Failure has cachet. Harvard Business Review devoted its April 2011 issue to the subject, with many authors agreeing on its importance to the running of successful, innovative enterprises. Since Steve Jobs’ death, observers have catalogued his missteps—he never graduated from college; he was fired from the company that he himself had started—and ranked them as a vital part of his legacy. A Babson College study recently concluded that entrepreneurship was “a series of failures.”
It seems okay to fail—indeed, more than okay. But there’s another question. Is it okay to talk about our failures?
Charlene Li, in a posting entitled “The Art of Admitting Failure,” observes that “[w]hen it comes to business, we are incredibly unaccepting and fearful of making mistakes. And forget about admitting to our mistakes, as that may be construed as a sign of weakness.” She argues that in the age of social media, businesses’ can’t hide, so they might as well not even try. That’s true internally, too: Lu advises that companies embrace a “culture of sharing failure as well as success.”
One company that’s done well talking about its failures is Domino’s Pizza. In 2010, after Domino’s famously acknowledged in an ad campaign that some people thought its pizza “sucked,” U.S. sales ramped up 14% over the previous year, breaking company records. Of course, Domino’s did more than merely acknowledge what customers might have been thinking: The firm embraced accountability, improving quality, establishing a website where customers could upload their own photos of the company’s food, and offering money-back guarantees.
Small, everyday companies can also benefit incredibly from talking openly about their miscues. Remember Nick’s Pizza, which we profiled some months ago? In October, when the company ran into a financial crisis due to a bad real estate deal, the founder, Nick Sarillo, took an extreme step: In a last-ditch attempt to save the company, he wrote a brutally honest letter taking full responsibility for his poor decisions and asking customers to show their support by eating at Nick’s. Then he sent the letter in an email blast to sixteen thousand customers. “The results,” Nick says, “exceeded my wild dreams. I mean, I’m literally blown away.”
Within minutes of sending out the email, Nick’s phone was ringing off the hook. Someone posted the email on Facebook, and it went viral. Nick received hundreds of emails of support, including offers of investment money. Facebook groups devoted to “saving Nick’s” were created, with hundreds of members. Revenues at Nick’s two restaurants were roughly double normal numbers for the week following the email, and although they’ve since declined, they are still running twenty to thirty percent higher than before. The PR value alone has been significant; NBC News and Fox News both did stories about Nick’s unusual appeal, and they were joined by a number of local and regional newspapers.
Nick is adamant that customers will tolerate failures, and that they will even go so far as to reward companies that own up to shortcomings honestly and without being asked. “We don’t know the value of our relationships until they’re tested. As businesspeople, we’re so used to being afraid of openness. But there’s nothing to be afraid of. I really do think that surrendering to truth produces the best results over the long-term. After what happened to us, I swear by it.”

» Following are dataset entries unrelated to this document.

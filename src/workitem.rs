//! Work-item input and run configuration.
//!
//! A work-item file is the JSON an automation orchestrator drops next to the
//! run: either a list of items (the first one is used) or a single item, each
//! carrying its variables under `payload`:
//!
//! ```json
//! [{ "payload": { "search_phrase": "inflation",
//!                 "category_or_section": "Business",
//!                 "number_of_months": 2 },
//!    "files": {} }]
//! ```
//!
//! Variables may be JSON strings or numbers. Values given on the command line
//! override the work item.

use crate::cli::Cli;
use crate::error::{Error, Result};
use serde::Deserialize;
use serde_json::{Map, Value};
use std::path::Path;
use tokio::fs;
use tracing::{info, instrument, warn};

pub const SEARCH_PHRASE: &str = "search_phrase";
pub const CATEGORY_OR_SECTION: &str = "category_or_section";
pub const NUMBER_OF_MONTHS: &str = "number_of_months";

/// One unit of input delivered to a run.
#[derive(Debug, Default, Deserialize)]
pub struct WorkItem {
    #[serde(default)]
    pub payload: Map<String, Value>,
}

#[derive(Deserialize)]
#[serde(untagged)]
enum WorkItemFile {
    Many(Vec<WorkItem>),
    One(WorkItem),
}

impl WorkItem {
    /// Parse work-item JSON, taking the first item of a list.
    pub fn from_json(json: &str) -> Result<Self> {
        match serde_json::from_str::<WorkItemFile>(json)? {
            WorkItemFile::One(item) => Ok(item),
            WorkItemFile::Many(items) => items
                .into_iter()
                .next()
                .ok_or(Error::NoWorkItem),
        }
    }

    /// Read and parse a work-item file.
    #[instrument(level = "info", skip_all, fields(path = %path.display()))]
    pub async fn load(path: &Path) -> Result<Self> {
        let json = fs::read_to_string(path).await?;
        let item = Self::from_json(&json)?;
        info!(variables = item.payload.len(), "Loaded work item");
        Ok(item)
    }

    /// A variable rendered as text. Strings are returned as-is, numbers and
    /// booleans are formatted, `null` counts as absent.
    pub fn variable(&self, name: &str) -> Option<String> {
        match self.payload.get(name)? {
            Value::String(s) => Some(s.clone()),
            Value::Number(n) => Some(n.to_string()),
            Value::Bool(b) => Some(b.to_string()),
            _ => None,
        }
    }
}

/// Validated settings for one run.
#[derive(Debug, Clone, PartialEq, Eq)]
pub struct RunConfig {
    pub search_phrase: String,
    /// `None` means do not filter by category.
    pub category: Option<String>,
    /// Accepted and validated, but no date-range filtering is performed.
    pub number_of_months: Option<u32>,
}

impl RunConfig {
    /// Merge command-line values over the work item and validate the result.
    pub fn resolve(cli: &Cli, item: &WorkItem) -> Result<Self> {
        let pick = |flag: &Option<String>, name: &str| flag.clone().or_else(|| item.variable(name));

        let search_phrase = non_blank(pick(&cli.search_phrase, SEARCH_PHRASE))
            .ok_or(Error::MissingVariable(SEARCH_PHRASE))?;
        let category = non_blank(pick(&cli.category, CATEGORY_OR_SECTION));
        let number_of_months = non_blank(pick(&cli.months, NUMBER_OF_MONTHS))
            .map(|months| parse_months(&months))
            .transpose()?;

        if let Some(months) = number_of_months {
            warn!(
                number_of_months = months,
                "number_of_months is accepted but results are not filtered by date"
            );
        }

        Ok(Self {
            search_phrase,
            category,
            number_of_months,
        })
    }
}

fn non_blank(value: Option<String>) -> Option<String> {
    value
        .map(|v| v.trim().to_string())
        .filter(|v| !v.is_empty())
}

fn parse_months(value: &str) -> Result<u32> {
    value.parse().map_err(|_| Error::InvalidVariable {
        name: NUMBER_OF_MONTHS,
        value: value.to_string(),
    })
}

Of course, you have to back up truth with real actions. In Nick’s case, the company spent years building up goodwill in the community, which it can now leverage. The communications lesson here might thus be that sporadic honesty regarding failures won’t produce a doubling of revenue overnight, but a consistent policy of honest, transparent engagement with customers just might, and when a company needs it most.
We put it to you, then: What are you advising your clients who might be in similar positions? And have you personally ever owned up to a failure and been rewarded for it?
Let’s get talking, about the risks and rewards of speaking the truth, even and especially when the truth hurts.